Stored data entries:
= Beginning of Section =

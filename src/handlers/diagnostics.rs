// src/handlers/diagnostics.rs
// DOCUMENTATION: Connectivity diagnostic handler
// PURPOSE: Always answers 200, even when the database is down

use crate::config::Config;
use crate::db::DbHandle;
use crate::services::DiagnosticService;
use actix_web::{web, HttpResponse, Responder};

/// GET /test
pub async fn test_database(db: web::Data<DbHandle>, config: web::Data<Config>) -> impl Responder {
    let report = DiagnosticService::report(&db, &config).await;
    HttpResponse::Ok().json(report)
}

pub fn config(cfg: &mut web::ServiceConfig) {
    cfg.route("/test", web::get().to(test_database));
}
// src/db/store.rs
// DOCUMENTATION: Document store abstraction and the shared persistence handle
// PURPOSE: Decouple handlers and services from the concrete storage engine

use crate::db::Filter;
use crate::errors::PlacesError;
use async_trait::async_trait;
use serde_json::Value;
use std::sync::Arc;

/// A stored document together with its storage-assigned identifier
#[derive(Debug, Clone, PartialEq)]
pub struct StoredDocument {
    pub id: String,
    pub body: Value,
}

/// Document accessors used by the services
/// DOCUMENTATION: Implementations must be safe for concurrent use; there is
/// no locking above this layer.
#[async_trait]
pub trait DocumentStore: Send + Sync {
    /// Name of the underlying database, reported by diagnostics
    fn name(&self) -> &str;

    /// Whether the store can still serve requests (false after close)
    fn is_open(&self) -> bool;

    /// Insert one document and return its generated identifier
    async fn insert_one(&self, collection: &str, doc: Value) -> Result<String, PlacesError>;

    /// Insert all documents or none; identifiers are returned in input order
    async fn insert_many(
        &self,
        collection: &str,
        docs: Vec<Value>,
    ) -> Result<Vec<String>, PlacesError>;

    async fn count(&self, collection: &str) -> Result<i64, PlacesError>;

    /// Documents matching `filter`, in insertion order, at most `limit`
    async fn find(
        &self,
        collection: &str,
        filter: &Filter,
        limit: i64,
    ) -> Result<Vec<StoredDocument>, PlacesError>;

    /// Names of collections holding at least one document, at most `limit`
    async fn list_collections(&self, limit: i64) -> Result<Vec<String>, PlacesError>;

    async fn close(&self);
}

/// Process-wide persistence handle
/// DOCUMENTATION: Built once at startup and shared read-only through
/// web::Data. Empty when no database is configured.
#[derive(Clone, Default)]
pub struct DbHandle {
    store: Option<Arc<dyn DocumentStore>>,
}

impl DbHandle {
    pub fn new(store: Arc<dyn DocumentStore>) -> Self {
        Self { store: Some(store) }
    }

    pub fn unconfigured() -> Self {
        Self { store: None }
    }

    /// The configured store, or DatabaseNotConfigured
    pub fn store(&self) -> Result<&dyn DocumentStore, PlacesError> {
        self.store.as_deref().ok_or(PlacesError::DatabaseNotConfigured)
    }

    pub fn get(&self) -> Option<&dyn DocumentStore> {
        self.store.as_deref()
    }

    pub async fn close(&self) {
        if let Some(store) = &self.store {
            store.close().await;
            log::info!("Database handle closed");
        }
    }
}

= End of Section =

What is required
Your answer should be only the number of lines, in the entries above, that include "shared".

Exercise result
2